Mabel lo recibió en bata, cariñosa y dicharachera como de costumbre. Acababa de ver un capítulo de la telenovela de los viernes y se lo comentó mientras lo llevaba de la mano al dormitorio. Ya tenía cerradas las persianas y encendido el ventilador. Había puesto el trapo rojo alrededor de la lámpara, porque a Felícito le gustaba contemplarla desnuda en esa atmósfera rojiza. Lo ayudó a desnudarse y tumbarse de espaldas en la cama. Pero, a diferencia de otras veces, de todas las otras veces, en esta el sexo de Felícito Yanaqué no dio el menor indicio de endurecerse. Seguía allí, menudo y escurrido, envuelto en sus pliegues, indiferente a los cariños que le prodigaban los cálidos dedos de Mabel.

—¿Y a este qué le pasa hoy, viejito? —se sorprendió ella, dándole un apretón al sexo fláccido de su amante.

—Será que no me siento muy bien —se excusó Felícito, incómodo—. Capaz me voy a resfriar.
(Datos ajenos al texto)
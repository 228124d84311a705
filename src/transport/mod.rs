// SPDX-License-Identifier: GPL-3.0-only
pub mod http;
pub mod traits;

pub use http::ReqwestTransport;
pub use traits::{HttpRequest, HttpResponse, Method, Transport, TransportError};
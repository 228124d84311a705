// SPDX-License-Identifier: GPL-3.0-only

/// Errors surfaced to callers of the cart engine.
///
/// Network failures are deliberately absent: they degrade to local-only
/// behavior and a [`crate::engine::CartNotice`] instead of an error.
#[derive(thiserror::Error, Debug, Clone, PartialEq)]
pub enum CartError {
    #[error("Invalid cart input: {0}")]
    Validation(String),

    #[error("Remote cart rejected the request: status={status} message={message}")]
    RemoteRejected { status: u16, message: String },
}

impl CartError {
    pub fn validation(message: impl Into<String>) -> Self {
        Self::Validation(message.into())
    }
}
// SPDX-License-Identifier: GPL-3.0-only
use crate::executor::error::NetworkError;

/// Receives the executor's verdict on whether the remote is reachable
pub trait ReachabilityObserver: Send + Sync {
    /// A request completed with a 2xx status
    fn remote_reachable(&self);

    /// A request exhausted its attempts
    fn remote_unreachable(&self, error: &NetworkError);
}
Me ha dolido la cabeza todo el día y a ratos me vienen escalofríos.

—Te prepararé un té con limón bien calientito y luego te haré unos cariños a ver si despertamos a este dormilón —Mabel saltó de la cama y se puso de nuevo la bata—. No te me duermas tú también, viejito.

Pero cuando regresó de la cocina con la taza de té humeando y un Panadol en la mano, Felícito se había vestido. La esperaba sentado en la salita de muebles floreados color granate, encogido y grave bajo la imagen iluminada del Corazón de Jesús.
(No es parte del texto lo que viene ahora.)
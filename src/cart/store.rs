// SPDX-License-Identifier: GPL-3.0-only
use tracing::debug;

use crate::cart::error::CartError;
use crate::cart::models::{CartItem, CartSnapshot, Product};

/// Undo record for a single optimistic change.
///
/// Reverting restores only the touched line, and only while that line still
/// holds `applied` and no wholesale replace happened since.
#[derive(Debug, Clone, PartialEq)]
pub struct Rollback {
    pub product_key: String,
    pub previous: Option<CartItem>,
    /// The line as the change left it
    pub applied: CartItem,
    generation: u64,
}

/// In-memory cart contents. Authoritative while offline or in guest mode.
#[derive(Debug, Default)]
pub struct LocalCartStore {
    snapshot: CartSnapshot,
    /// Bumped by `replace` and `clear`
    generation: u64,
}

impl LocalCartStore {
    pub fn new(snapshot: CartSnapshot) -> Self {
        Self { snapshot, generation: 0 }
    }

    fn rollback(&self, previous: Option<CartItem>, applied: CartItem) -> Rollback {
        Rollback {
            product_key: applied.product_key.clone(),
            previous,
            applied,
            generation: self.generation,
        }
    }

    pub fn snapshot(&self) -> CartSnapshot {
        self.snapshot.clone()
    }

    pub fn cart_id(&self) -> Option<&str> {
        self.snapshot.cart_id.as_deref()
    }

    /// Merge `quantity` units of `product` into the cart.
    ///
    /// Returns the resulting line and the rollback for the change.
    pub fn add(&mut self, product: Product, quantity: u32) -> Result<(CartItem, Rollback), CartError> {
        validate_key(&product.product_key)?;
        validate_quantity(quantity)?;
        if !product.unit_price.is_finite() || product.unit_price < 0.0 {
            return Err(CartError::validation(format!(
                "unit price must be a non-negative number, got {}",
                product.unit_price
            )));
        }

        let mut items = self.snapshot.items.to_vec();
        let previous = items.iter().position(|i| i.product_key == product.product_key);
        let (line, rollback) = match previous {
            Some(index) => {
                let before = items[index].clone();
                items[index].quantity = before.quantity.saturating_add(quantity);
                let line = items[index].clone();
                (line.clone(), self.rollback(Some(before), line))
            }
            None => {
                let item = product.into_item(quantity);
                items.push(item.clone());
                (item.clone(), self.rollback(None, item))
            }
        };

        debug!(product_key = %line.product_key, quantity = line.quantity, "Applied local add");
        self.commit(items);
        Ok((line, rollback))
    }

    /// Set the quantity of an existing line.
    pub fn update_quantity(&mut self, product_key: &str, quantity: i64) -> Result<Rollback, CartError> {
        validate_key(product_key)?;
        if quantity <= 0 {
            return Err(CartError::validation(format!(
                "quantity must be at least 1, got {} (use remove_item instead)",
                quantity
            )));
        }
        let quantity = u32::try_from(quantity)
            .map_err(|_| CartError::validation(format!("quantity {} is too large", quantity)))?;

        let mut items = self.snapshot.items.to_vec();
        let line = items
            .iter_mut()
            .find(|i| i.product_key == product_key)
            .ok_or_else(|| CartError::validation(format!("product '{}' is not in the cart", product_key)))?;

        let before = line.clone();
        line.quantity = quantity;
        let applied = line.clone();

        debug!(product_key = %product_key, quantity, "Applied local quantity update");
        self.commit(items);
        Ok(self.rollback(Some(before), applied))
    }

    /// Remove a line. Returns the removed item, or `None` if it was absent.
    pub fn remove(&mut self, product_key: &str) -> Result<Option<CartItem>, CartError> {
        validate_key(product_key)?;

        let mut items = self.snapshot.items.to_vec();
        let Some(index) = items.iter().position(|i| i.product_key == product_key) else {
            return Ok(None);
        };
        let removed = items.remove(index);

        debug!(product_key = %product_key, "Applied local remove");
        self.commit(items);
        Ok(Some(removed))
    }

    /// Empty the cart, keeping the remote cart identity.
    pub fn clear(&mut self) {
        self.generation += 1;
        self.commit(Vec::new());
    }

    /// Replace the whole cart. Duplicate keys from the source are collapsed
    /// into the first occurrence.
    pub fn replace(&mut self, snapshot: CartSnapshot) {
        let mut items: Vec<CartItem> = Vec::with_capacity(snapshot.items.len());
        for item in snapshot.items.iter() {
            if item.quantity == 0 {
                continue;
            }
            match items.iter_mut().find(|i| i.product_key == item.product_key) {
                Some(existing) => existing.quantity = existing.quantity.saturating_add(item.quantity),
                None => items.push(item.clone()),
            }
        }
        self.generation += 1;
        self.snapshot = CartSnapshot::new(snapshot.cart_id, items);
    }

    /// Undo a single optimistic change. Returns `false` when the line has
    /// moved on since, in which case nothing is touched.
    pub fn revert(&mut self, rollback: Rollback) -> bool {
        let mut items = self.snapshot.items.to_vec();
        let index = items.iter().position(|i| i.product_key == rollback.product_key);
        let current = index.map(|index| &items[index]);
        if rollback.generation != self.generation || current != Some(&rollback.applied) {
            debug!(product_key = %rollback.product_key, "Line changed since, keeping it");
            return false;
        }

        match (index, rollback.previous) {
            (Some(index), Some(previous)) => items[index] = previous,
            (Some(index), None) => {
                items.remove(index);
            }
            (None, _) => return false,
        }
        debug!(product_key = %rollback.product_key, "Reverted local change");
        self.commit(items);
        true
    }

    fn commit(&mut self, items: Vec<CartItem>) {
        self.snapshot = CartSnapshot::new(self.snapshot.cart_id.clone(), items);
    }
}

fn validate_key(product_key: &str) -> Result<(), CartError> {
    if product_key.trim().is_empty() {
        return Err(CartError::validation("product key must not be empty"));
    }
    Ok(())
}

fn validate_quantity(quantity: u32) -> Result<(), CartError> {
    if quantity == 0 {
        return Err(CartError::validation("quantity must be at least 1"));
    }
    Ok(())
}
—A ti te pasa algo más que el resfrío —dijo Mabel, acurrucándose a su lado y escudriñándolo de manera aparatosa—. ¿No será que ya no te gusto? ¿No te habrás enamorado de alguna piuranita por ahí?

Felícito negó con la cabeza, le cogió la mano y se la besó.

—Yo te quiero a ti más que a nadie en el mundo, Mabelita —afirmó, con ternura—. Nunca volveré a enamorarme de nadie, sé de sobra que no encontraría en ninguna parte una mujercita como tú.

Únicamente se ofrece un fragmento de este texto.